## EXERCISE BRIEF
Here is a block of records. Copy every line in it that includes "description".

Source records
□ □ □ □ □ □ □

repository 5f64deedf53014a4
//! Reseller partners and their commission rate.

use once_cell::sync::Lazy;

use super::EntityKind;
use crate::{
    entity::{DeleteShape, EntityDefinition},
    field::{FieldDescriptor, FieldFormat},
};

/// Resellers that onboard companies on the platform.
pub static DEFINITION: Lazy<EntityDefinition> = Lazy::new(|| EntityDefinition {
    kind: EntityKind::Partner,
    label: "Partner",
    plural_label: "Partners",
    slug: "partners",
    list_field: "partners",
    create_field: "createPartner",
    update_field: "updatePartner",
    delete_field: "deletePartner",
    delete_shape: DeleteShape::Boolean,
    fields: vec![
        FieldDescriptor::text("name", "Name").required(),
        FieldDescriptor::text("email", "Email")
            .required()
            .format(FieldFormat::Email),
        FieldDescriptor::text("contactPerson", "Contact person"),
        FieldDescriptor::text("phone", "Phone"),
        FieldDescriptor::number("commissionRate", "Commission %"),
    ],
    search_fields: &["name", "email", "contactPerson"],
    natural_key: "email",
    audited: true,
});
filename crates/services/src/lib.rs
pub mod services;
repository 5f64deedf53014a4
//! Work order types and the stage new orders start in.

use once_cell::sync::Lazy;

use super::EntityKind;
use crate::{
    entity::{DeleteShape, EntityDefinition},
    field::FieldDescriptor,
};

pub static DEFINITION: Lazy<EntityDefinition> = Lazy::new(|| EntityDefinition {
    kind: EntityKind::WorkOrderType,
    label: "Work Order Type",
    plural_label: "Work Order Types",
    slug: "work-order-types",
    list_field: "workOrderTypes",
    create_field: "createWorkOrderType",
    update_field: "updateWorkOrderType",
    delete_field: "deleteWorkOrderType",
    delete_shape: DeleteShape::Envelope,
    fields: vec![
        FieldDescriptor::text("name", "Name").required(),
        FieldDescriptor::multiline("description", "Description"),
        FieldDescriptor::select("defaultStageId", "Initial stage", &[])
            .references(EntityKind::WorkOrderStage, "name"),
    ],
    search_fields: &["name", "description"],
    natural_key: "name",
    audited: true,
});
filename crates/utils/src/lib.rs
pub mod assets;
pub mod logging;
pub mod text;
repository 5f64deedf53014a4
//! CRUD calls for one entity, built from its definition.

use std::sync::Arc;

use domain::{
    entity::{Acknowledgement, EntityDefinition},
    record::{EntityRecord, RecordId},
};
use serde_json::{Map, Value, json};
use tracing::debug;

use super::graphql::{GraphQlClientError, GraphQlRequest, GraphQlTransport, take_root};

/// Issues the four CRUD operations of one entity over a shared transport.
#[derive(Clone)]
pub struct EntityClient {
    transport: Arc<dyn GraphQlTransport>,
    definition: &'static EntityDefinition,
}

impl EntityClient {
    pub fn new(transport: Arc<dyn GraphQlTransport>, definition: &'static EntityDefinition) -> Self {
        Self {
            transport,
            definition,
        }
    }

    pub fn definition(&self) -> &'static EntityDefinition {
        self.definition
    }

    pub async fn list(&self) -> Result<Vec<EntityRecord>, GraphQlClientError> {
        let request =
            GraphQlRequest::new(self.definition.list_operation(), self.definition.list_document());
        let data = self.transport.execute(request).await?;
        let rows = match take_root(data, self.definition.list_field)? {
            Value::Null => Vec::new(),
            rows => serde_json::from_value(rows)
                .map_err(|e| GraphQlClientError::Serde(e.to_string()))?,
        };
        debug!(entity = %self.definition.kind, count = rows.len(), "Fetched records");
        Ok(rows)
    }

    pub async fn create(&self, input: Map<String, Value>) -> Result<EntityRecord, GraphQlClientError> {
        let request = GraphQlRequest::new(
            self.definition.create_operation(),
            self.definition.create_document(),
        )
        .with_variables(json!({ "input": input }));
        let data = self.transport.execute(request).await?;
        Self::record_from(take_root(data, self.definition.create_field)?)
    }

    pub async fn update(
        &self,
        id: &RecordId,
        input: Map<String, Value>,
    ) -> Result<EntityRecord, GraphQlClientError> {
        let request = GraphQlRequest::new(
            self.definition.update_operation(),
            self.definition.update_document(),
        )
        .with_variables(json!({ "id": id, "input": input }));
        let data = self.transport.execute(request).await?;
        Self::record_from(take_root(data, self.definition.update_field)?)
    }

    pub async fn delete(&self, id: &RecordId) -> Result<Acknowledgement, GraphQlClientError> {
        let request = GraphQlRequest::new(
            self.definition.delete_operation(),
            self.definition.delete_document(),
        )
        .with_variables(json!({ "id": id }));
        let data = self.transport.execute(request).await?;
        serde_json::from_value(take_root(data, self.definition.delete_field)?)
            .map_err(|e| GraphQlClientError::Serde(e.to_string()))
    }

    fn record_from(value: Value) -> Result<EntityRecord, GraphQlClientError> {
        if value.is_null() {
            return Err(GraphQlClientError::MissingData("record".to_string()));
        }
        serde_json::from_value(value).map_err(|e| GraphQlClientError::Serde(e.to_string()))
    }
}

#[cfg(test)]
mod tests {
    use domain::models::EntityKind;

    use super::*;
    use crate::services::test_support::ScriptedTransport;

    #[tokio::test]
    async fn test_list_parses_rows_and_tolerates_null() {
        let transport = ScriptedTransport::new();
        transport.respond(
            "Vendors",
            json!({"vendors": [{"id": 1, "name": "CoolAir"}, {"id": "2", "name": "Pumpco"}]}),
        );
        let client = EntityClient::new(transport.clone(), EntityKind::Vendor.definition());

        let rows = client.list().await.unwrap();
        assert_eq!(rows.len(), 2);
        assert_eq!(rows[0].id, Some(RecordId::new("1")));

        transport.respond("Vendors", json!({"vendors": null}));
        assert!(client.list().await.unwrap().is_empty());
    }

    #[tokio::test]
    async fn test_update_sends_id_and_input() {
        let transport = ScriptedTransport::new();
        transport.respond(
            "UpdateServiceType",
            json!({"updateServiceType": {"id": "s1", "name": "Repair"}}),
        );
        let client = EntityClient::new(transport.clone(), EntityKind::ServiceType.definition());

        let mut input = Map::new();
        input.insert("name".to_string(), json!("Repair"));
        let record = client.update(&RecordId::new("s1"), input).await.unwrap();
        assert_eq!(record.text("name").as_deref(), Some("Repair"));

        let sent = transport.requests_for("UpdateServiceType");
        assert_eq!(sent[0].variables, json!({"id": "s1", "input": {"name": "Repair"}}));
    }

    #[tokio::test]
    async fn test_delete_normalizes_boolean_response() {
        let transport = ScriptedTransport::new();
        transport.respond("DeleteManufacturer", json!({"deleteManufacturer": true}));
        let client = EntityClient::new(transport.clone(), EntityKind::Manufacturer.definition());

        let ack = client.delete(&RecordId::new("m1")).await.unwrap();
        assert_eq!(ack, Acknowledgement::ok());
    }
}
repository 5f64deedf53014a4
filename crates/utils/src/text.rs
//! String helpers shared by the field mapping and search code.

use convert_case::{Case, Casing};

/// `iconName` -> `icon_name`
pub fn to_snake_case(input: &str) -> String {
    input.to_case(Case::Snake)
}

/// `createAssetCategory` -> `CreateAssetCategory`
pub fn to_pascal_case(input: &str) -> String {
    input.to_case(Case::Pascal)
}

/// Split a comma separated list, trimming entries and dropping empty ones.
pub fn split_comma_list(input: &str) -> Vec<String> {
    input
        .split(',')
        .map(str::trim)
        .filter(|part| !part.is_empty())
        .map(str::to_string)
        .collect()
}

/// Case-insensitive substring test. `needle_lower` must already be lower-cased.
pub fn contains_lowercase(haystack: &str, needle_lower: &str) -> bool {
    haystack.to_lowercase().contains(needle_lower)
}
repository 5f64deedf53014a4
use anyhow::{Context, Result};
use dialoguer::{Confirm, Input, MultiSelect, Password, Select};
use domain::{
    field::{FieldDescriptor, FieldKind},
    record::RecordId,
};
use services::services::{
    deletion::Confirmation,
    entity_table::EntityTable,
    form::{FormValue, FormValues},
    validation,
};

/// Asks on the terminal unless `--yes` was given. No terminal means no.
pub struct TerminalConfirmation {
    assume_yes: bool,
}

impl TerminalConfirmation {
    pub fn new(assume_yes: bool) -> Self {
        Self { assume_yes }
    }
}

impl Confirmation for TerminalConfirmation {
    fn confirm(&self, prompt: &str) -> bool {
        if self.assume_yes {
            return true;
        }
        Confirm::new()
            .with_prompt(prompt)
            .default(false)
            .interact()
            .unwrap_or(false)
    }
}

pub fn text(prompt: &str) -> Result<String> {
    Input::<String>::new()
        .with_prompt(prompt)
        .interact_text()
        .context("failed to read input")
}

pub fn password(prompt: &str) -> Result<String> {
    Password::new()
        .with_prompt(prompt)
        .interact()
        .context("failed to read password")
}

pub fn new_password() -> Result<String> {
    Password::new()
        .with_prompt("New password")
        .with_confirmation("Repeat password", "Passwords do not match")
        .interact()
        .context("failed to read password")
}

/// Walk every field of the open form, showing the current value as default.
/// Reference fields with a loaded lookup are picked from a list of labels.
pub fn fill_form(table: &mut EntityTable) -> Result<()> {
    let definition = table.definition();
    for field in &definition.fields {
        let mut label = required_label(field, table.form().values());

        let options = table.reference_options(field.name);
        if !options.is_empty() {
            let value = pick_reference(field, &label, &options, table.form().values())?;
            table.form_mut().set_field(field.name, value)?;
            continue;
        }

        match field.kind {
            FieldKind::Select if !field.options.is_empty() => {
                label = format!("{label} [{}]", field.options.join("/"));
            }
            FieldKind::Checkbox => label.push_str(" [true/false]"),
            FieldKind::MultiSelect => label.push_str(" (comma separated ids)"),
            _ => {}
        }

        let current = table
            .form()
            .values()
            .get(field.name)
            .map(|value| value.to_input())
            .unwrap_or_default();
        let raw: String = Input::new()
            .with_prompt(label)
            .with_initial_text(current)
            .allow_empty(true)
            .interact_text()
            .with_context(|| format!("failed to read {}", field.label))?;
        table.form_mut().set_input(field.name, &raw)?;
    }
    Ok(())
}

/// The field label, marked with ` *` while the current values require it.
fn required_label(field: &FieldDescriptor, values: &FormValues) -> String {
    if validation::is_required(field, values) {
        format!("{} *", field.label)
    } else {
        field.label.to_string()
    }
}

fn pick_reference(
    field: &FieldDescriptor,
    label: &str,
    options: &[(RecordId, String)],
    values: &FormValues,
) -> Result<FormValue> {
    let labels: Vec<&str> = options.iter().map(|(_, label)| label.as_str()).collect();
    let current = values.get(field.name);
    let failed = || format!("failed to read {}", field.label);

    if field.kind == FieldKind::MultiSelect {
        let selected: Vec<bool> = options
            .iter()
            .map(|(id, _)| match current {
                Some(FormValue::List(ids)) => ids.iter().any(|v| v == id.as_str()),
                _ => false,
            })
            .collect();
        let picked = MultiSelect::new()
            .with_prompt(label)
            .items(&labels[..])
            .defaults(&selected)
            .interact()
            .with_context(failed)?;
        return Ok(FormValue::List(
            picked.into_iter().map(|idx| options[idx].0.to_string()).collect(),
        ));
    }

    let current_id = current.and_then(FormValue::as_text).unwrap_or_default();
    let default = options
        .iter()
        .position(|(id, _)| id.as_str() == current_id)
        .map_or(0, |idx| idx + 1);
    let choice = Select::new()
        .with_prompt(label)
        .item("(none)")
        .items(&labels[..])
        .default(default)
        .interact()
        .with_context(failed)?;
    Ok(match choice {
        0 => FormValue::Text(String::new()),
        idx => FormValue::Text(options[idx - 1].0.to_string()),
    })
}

□ □ □ □ □ □ □

## COMPLETED EXERCISE
        FieldDescriptor::multiline("description", "Description"),
    search_fields: &["name", "description"],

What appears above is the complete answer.